Work request
From the records below, please repeat exactly the line that has "table des matières.", the line that has "une classe; sinon", and every line between them, and nothing else.

--- Given information Enclosed Below ---

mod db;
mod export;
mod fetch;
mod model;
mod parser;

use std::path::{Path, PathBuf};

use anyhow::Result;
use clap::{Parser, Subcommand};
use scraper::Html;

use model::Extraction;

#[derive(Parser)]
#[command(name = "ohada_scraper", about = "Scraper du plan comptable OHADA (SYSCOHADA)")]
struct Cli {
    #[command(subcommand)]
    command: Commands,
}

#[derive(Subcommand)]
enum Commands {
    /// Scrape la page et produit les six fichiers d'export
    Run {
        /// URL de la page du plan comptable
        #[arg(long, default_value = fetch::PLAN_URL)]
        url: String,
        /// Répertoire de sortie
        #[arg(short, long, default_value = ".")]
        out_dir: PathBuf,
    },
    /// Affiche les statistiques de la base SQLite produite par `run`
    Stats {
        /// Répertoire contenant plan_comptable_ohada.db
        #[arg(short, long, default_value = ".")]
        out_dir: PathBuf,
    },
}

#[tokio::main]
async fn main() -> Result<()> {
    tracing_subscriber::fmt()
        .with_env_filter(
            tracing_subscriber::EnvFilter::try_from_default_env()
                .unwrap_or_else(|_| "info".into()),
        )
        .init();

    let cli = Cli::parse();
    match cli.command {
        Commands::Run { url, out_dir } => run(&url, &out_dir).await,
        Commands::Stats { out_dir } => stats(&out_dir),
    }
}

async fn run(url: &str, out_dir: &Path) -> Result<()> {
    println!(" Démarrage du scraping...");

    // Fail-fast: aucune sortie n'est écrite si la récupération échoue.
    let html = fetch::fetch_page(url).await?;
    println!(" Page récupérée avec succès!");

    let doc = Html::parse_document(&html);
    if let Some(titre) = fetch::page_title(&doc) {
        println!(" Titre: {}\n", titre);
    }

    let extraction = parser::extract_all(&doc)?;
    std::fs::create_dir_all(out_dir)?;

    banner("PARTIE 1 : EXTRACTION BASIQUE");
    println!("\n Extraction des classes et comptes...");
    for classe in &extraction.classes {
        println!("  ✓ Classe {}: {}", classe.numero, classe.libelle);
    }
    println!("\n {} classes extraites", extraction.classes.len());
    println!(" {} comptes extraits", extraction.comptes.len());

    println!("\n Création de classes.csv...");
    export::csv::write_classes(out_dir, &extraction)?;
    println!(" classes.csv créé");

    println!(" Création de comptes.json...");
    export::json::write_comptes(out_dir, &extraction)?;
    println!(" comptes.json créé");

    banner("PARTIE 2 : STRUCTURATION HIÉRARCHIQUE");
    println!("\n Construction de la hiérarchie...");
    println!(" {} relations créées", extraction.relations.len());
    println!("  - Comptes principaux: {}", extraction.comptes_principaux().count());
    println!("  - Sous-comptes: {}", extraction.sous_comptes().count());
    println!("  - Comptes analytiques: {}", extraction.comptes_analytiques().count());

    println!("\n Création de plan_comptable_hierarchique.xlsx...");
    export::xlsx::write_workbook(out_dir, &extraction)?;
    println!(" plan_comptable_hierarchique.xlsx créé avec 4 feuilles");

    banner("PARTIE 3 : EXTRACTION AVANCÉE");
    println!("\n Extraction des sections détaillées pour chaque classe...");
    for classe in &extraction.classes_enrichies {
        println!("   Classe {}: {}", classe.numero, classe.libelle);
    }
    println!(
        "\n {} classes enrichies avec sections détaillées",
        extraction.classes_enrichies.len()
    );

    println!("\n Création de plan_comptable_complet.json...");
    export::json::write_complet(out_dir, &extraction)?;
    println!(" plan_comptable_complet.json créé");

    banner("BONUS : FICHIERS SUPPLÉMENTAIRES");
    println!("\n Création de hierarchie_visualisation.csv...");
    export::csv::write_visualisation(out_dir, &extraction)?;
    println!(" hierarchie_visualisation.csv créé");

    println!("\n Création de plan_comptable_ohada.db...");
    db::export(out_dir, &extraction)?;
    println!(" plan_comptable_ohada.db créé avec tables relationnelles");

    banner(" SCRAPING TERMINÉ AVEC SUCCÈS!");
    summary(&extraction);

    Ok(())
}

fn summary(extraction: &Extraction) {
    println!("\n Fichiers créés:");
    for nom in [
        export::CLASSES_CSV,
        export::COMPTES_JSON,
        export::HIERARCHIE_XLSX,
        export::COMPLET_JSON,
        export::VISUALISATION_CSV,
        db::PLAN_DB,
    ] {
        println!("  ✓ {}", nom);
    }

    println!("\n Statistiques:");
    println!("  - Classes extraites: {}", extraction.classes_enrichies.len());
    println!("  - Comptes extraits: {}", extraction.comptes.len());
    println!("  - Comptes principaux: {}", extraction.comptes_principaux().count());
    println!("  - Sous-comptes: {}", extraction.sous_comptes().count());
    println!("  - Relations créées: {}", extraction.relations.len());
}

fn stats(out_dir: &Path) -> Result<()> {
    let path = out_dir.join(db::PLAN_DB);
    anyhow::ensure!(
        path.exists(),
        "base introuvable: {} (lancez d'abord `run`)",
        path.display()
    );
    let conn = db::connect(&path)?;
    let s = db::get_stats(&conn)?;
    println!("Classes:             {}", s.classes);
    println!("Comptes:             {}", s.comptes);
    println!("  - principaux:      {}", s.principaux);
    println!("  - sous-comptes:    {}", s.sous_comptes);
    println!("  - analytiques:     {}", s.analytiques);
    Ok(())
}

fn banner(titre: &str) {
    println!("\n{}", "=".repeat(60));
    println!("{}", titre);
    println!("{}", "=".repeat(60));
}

--- End of Enclosed Given information ---
--- Given information Enclosed Below ---

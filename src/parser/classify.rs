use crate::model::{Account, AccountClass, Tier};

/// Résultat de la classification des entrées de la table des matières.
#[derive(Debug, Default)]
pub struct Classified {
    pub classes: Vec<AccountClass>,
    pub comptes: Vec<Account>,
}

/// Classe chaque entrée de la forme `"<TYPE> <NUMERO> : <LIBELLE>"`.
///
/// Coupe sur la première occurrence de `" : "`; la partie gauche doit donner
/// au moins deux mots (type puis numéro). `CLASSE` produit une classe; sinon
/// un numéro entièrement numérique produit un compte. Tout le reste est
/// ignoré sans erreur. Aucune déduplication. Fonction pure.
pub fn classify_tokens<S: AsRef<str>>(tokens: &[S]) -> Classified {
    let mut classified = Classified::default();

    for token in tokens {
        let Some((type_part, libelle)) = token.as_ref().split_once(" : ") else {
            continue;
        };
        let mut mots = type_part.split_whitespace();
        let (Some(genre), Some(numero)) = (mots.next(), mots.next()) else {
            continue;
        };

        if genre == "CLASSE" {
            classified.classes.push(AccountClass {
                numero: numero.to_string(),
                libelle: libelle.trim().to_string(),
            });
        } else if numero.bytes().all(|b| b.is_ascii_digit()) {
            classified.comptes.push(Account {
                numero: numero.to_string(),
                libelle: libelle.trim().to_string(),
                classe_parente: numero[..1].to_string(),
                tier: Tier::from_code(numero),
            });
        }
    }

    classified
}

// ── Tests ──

--- End of Enclosed Given information ---

Result for this task
/// Résultat de la classification des entrées de la table des matières.
#[derive(Debug, Default)]
pub struct Classified {
    pub classes: Vec<AccountClass>,
    pub comptes: Vec<Account>,
}

/// Classe chaque entrée de la forme `"<TYPE> <NUMERO> : <LIBELLE>"`.
///
/// Coupe sur la première occurrence de `" : "`; la partie gauche doit donner
/// au moins deux mots (type puis numéro). `CLASSE` produit une classe; sinon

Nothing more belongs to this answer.